The main difference between a stack and a queue is that a stack is only accessed from the top, while a queue is accessed from both ends (from the rear for adding items, and from the front for removing items). This makes both the array and the linked-list implementation of a queue more complicated than the corresponding stack implementations.

### Array Implementation

Let’s first consider a Queue implementation that is very similar to our (array-based) List implementation. Here’s the class definition:

public class Queue { // *** fields *** private static final int INITSIZE = 10; // initial array size private Object[] items; // the items in the queue private int numItems; // the number of items in the queue //*** methods *** // constructor public Queue() { ... } // add items public void enqueue(Object ob) { ... } // remove items public Object dequeue() throws EmptyQueueException { ... } // other methods public int size() { ... } public boolean empty() { ... } }

We could implement *enqueue* by adding the new item at the end of the array and implement *dequeue* by saving the first item in the array, moving all other items one place to the left, and returning the saved value. The problem with this approach is that, although the *enqueue* operation is efficient, the *dequeue* operation is not — it requires time proportional to the number of items in the queue.

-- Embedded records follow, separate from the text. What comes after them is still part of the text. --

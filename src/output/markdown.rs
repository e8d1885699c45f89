// Markdown report generation.
//
// Writes a self-contained report for the cheap (non-provider) metrics so a
// run's numbers can be committed or shared without re-running anything.

use std::collections::BTreeMap;
use std::path::Path;

use anyhow::{Context, Result};
use chrono::Utc;

use crate::metrics::length::LengthStats;

/// Write novelty and length results to a markdown file.
/// Returns the path written, creating parent directories as needed.
pub fn generate_report(
    novelty: &BTreeMap<String, f64>,
    length: &LengthStats,
    pairs: usize,
    out_path: &str,
) -> Result<String> {
    let mut report = String::new();

    report.push_str("# Summary evaluation report\n\n");
    report.push_str(&format!(
        "Generated: {}  \nPairs evaluated: {pairs}\n\n",
        Utc::now().format("%Y-%m-%d %H:%M UTC")
    ));

    report.push_str("## Novelty\n\n");
    report.push_str("Fraction of distinct summary n-grams not found in the article.\n\n");
    report.push_str("| Order | Mean novelty |\n|---|---|\n");
    for (name, value) in novelty {
        report.push_str(&format!("| {name} | {value:.4} |\n"));
    }

    report.push_str("\n## Lengths\n\n");
    report.push_str(&format!(
        "| Average summary length | {:.1} tokens |\n",
        length.average_summary_length
    ));
    report.push_str(&format!(
        "| Average article/summary ratio | {:.2}x |\n",
        length.average_article_summary_ratio
    ));
    if length.pairs_skipped > 0 {
        report.push_str(&format!(
            "\nSkipped {} pair(s) with empty summaries.\n",
            length.pairs_skipped
        ));
    }

    if let Some(parent) = Path::new(out_path).parent() {
        if !parent.as_os_str().is_empty() {
            std::fs::create_dir_all(parent)
                .with_context(|| format!("Failed to create report directory: {}", parent.display()))?;
        }
    }

    std::fs::write(out_path, report)
        .with_context(|| format!("Failed to write report to {out_path}"))?;

    Ok(out_path.to_string())
}

#[cfg(test)]
mod tests {
    use super::*;

    #[test]
    fn test_report_contains_all_metrics() {
        let mut novelty = BTreeMap::new();
        novelty.insert("unigram".to_string(), 0.25);
        novelty.insert("bigram".to_string(), 0.5);
        let length = LengthStats {
            average_summary_length: 42.0,
            average_article_summary_ratio: 8.5,
            pairs_scored: 10,
            pairs_skipped: 1,
        };

        let out = std::env::temp_dir().join("gist-test-report.md");
        let path = generate_report(&novelty, &length, 10, out.to_str().unwrap()).unwrap();

        let content = std::fs::read_to_string(&path).unwrap();
        assert!(content.contains("unigram"));
        assert!(content.contains("0.2500"));
        assert!(content.contains("42.0 tokens"));
        assert!(content.contains("Skipped 1 pair"));
    }
}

To make both *enqueue* and *dequeue* efficient, we need the following insight: There is no reason to force the front of the queue always to be in items[0], we can let it “move up” as items are dequeued. To do this, we need to keep track of the indexes of the items at the front and rear of the queue (so we need to add two new fields to the *queue* class, *frontIndex* and *rearIndex*, both of type int). To illustrate this idea, here is a picture of a queue after some *enqueue* and dequeue operations have been performed:

Now think about what should happen to this queue if we enqueue two more items: “dd” and “ee”. Clearly “dd” should be stored in items[6]. Then what? We could increase the size of the array and put “ee” in items[7], but that would lead to wasted space — we would never reuse items[0], items[1], or items[2]. In general, the items in the queue would keep “sliding” to the right in the array, causing more and more wasted space at the beginning of the array. A better approach is to let the rear index “wrap around” (in this case, from 6 to 0) as long as there is empty space in the front of the array. Similarly, if after enqueuing “dd” and “ee” we dequeue four items (so that only “ee” is left in the queue), the front index will have to wrap around from 6 to 0. Here’s a picture of what happens when we enqueue “dd” and “ee”:

Conceptually, the array is a **circular** array. It may be easier to visualize it as a circle. For example, the array for the final queue shown above could be thought of as:

We still need to think about what should happen if the array is full; we’ll consider that case in a minute. Here’s the code for the *enqueue* method, with the “full array” case still to be filled in:

public void enqueue(Object ob) { // check for full array and expand if necessary if (items.length == numItems) { // code missing here } // use auxiliary method to increment rear index with wraparound rearIndex = incrementIndex(rearIndex); // insert new item at rear of queue items[rearIndex] = ob; numItems++; } private int incrementIndex(int index) { if (index == items.length-1) return 0; else return index + 1; }

Note that instead of using incrementIndex we could use the mod operator, and write: `rearIndex = (rearIndex + 1) % items.length`. However, the mod operator is quite slow, and it is easy to get that expression wrong, so we will use the auxiliary method (with a check for the “wrap-around” case) instead.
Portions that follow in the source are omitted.